The brief facts of the case, as reported, are as follows:-
(a) Bina Puri (“Respondent Petitioner”) obtained an adjudication decision dated 31.12.2016 (“Adjudication Decision”) against Likas Bay Precinct (“Appellant”) pursuant to CIPAA 2012 for the certified sums amounting to RM16, 439, 628.24.
(b) The Respondent Petitioner then served a Statutory Notice of Demand dated 31 January 2017 (“Statutory Notice”) pursuant to Section 465 of Companies Act 2016 (“CA 2016”) on the Appellant at its registered office in Kota Kinabalu.
(c) The Respondent Petitioner’s case is that as at the date of the Petition the Appellant has neglected and/or failed to pay or satisfy the Adjudicated Sum or any part thereof or to secure or compound for it to the reasonable satisfaction of the Respondent Petitioner.
(d) Consequently, the Respondent Petitioner presented this Petition dated 17 March 2017 to wind-up the Appellant on the ground that the Appellant was:-
(i) Unable to pay its debt; and
(ii) It was just and equitable that the Appellant be wound up.
(e) The Petition was resisted on the following grounds:-
(i) The Statutory Notice was defective, as the Appellant was not ordered to make payment to the Respondent Petitioner under the Adjudication Decision. Instead, the Appellant was ordered to make payment to the KLRCA;
(ii) It is not just and equitable for the Respondent to be wound up when the company was expecting progress payment amounting to RM18,606,483.03 from MBSB, which was the financier for Yayasan Universiti Malaysia Sabah (“YUMS”) and that the company had gross development value amounting to RM237,817,686.00 in connection with the construction of a proposed 25-storey student hostel for YUMS.

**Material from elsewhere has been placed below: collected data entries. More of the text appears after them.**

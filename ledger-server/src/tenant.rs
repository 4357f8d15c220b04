//! Tenant context validation and the privileged mutation gateway
//!
//! Ledger rows are immutable to every normal code path. The two
//! sanctioned exceptions, key-rotation re-encryption and retention
//! deletion, run through `PrivilegedGateway`, the only caller of the
//! low-level `AdminStore`. Every identifier is validated as a UUID
//! before any store interaction; malformed input fails closed.
//!
//! The transaction-scoped `app.current_tenant` session variable itself
//! is set per-connection in `db::tenant`.

use std::sync::Arc;

use uuid::Uuid;

use crate::chain::HashChainEngine;
use crate::error::{LedgerError, LedgerResult};
use crate::store::AdminStore;

/// Reject anything that is not a well-formed UUID. Runs before any
/// store interaction so malformed tenant context never reaches SQL.
pub fn validate_tenant_id(tenant_id: &str) -> LedgerResult<()> {
    if tenant_id.is_empty() {
        return Err(LedgerError::InvalidIdentifier(
            "tenant id must not be empty".to_string(),
        ));
    }
    Uuid::parse_str(tenant_id)
        .map(|_| ())
        .map_err(|_| LedgerError::InvalidIdentifier(format!("tenant id is not a UUID: {tenant_id}")))
}

/// Sole path to privilege-escalated ledger mutation
pub struct PrivilegedGateway {
    admin: Arc<dyn AdminStore>,
    chain: Arc<HashChainEngine>,
}

impl PrivilegedGateway {
    pub fn new(admin: Arc<dyn AdminStore>, chain: Arc<HashChainEngine>) -> Self {
        Self { admin, chain }
    }

    /// Re-encrypt one ledger row's sensitive columns under
    /// `key_version`. Chain-hash inputs are untouched, so verification
    /// over the row still holds afterwards.
    pub async fn key_rotation_update(
        &self,
        tenant_id: &str,
        event_id: &str,
        key_version: i32,
    ) -> LedgerResult<()> {
        validate_tenant_id(tenant_id)?;
        let event_uuid = Uuid::parse_str(event_id).map_err(|_| {
            LedgerError::InvalidIdentifier(format!("event id is not a UUID: {event_id}"))
        })?;
        if key_version <= 0 {
            return Err(LedgerError::InvalidIdentifier(format!(
                "key version must be positive, got {key_version}"
            )));
        }

        self.admin
            .key_rotation_update(tenant_id, event_uuid, key_version)
            .await?;
        self.chain.reset_tenant(tenant_id);

        tracing::info!(
            tenant = %tenant_id,
            event_id = %event_uuid,
            key_version,
            "key rotation applied to ledger row"
        );
        Ok(())
    }

    /// Delete ledger rows older than `cutoff_ms`, optionally scoped to
    /// one tenant. Returns the deleted-row count. Ranges over a deleted
    /// window verify `incomplete` afterwards; surviving history anchors
    /// at its oldest remaining row.
    pub async fn retention_delete(
        &self,
        cutoff_ms: i64,
        tenant_id: Option<&str>,
    ) -> LedgerResult<u64> {
        if let Some(tenant) = tenant_id {
            validate_tenant_id(tenant)?;
        }

        let deleted = self.admin.retention_delete(cutoff_ms, tenant_id).await?;

        match tenant_id {
            Some(tenant) => self.chain.reset_tenant(tenant),
            None => self.chain.reset_all(),
        }

        tracing::info!(
            cutoff_ms,
            tenant = tenant_id.unwrap_or("<all>"),
            deleted,
            "retention deletion executed"
        );
        Ok(deleted)
    }
}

(f) In response, the Respondent Petitioner submitted that the Appellant’s current bank balance was not sufficient to pay the debts owed to the Respondent Petitioner. As at 05.04.2017, the amounts available in the Appellant’s bank accounts only totaled up to RM6,162.38
Decision of the High Court
After hearing submissions from both parties, the High Court granted the winding up order. Dissatisfied with the decision, the Appellant appealed to the Court of Appeal.
Issues before the Court of Appeal
The Appellant raised 3 principle points of submissions in the Court of Appeal:-
“ Essentially, the three points were raised before us by learned counsel for the Appellant could be summed up to be these:
(i) That the winding-up notice by the Respondent Petitioner had been premature in that the adjudication decision had not been registered with the High Court which would convert it to a High Court order pursuant to section 28 of CIPAA.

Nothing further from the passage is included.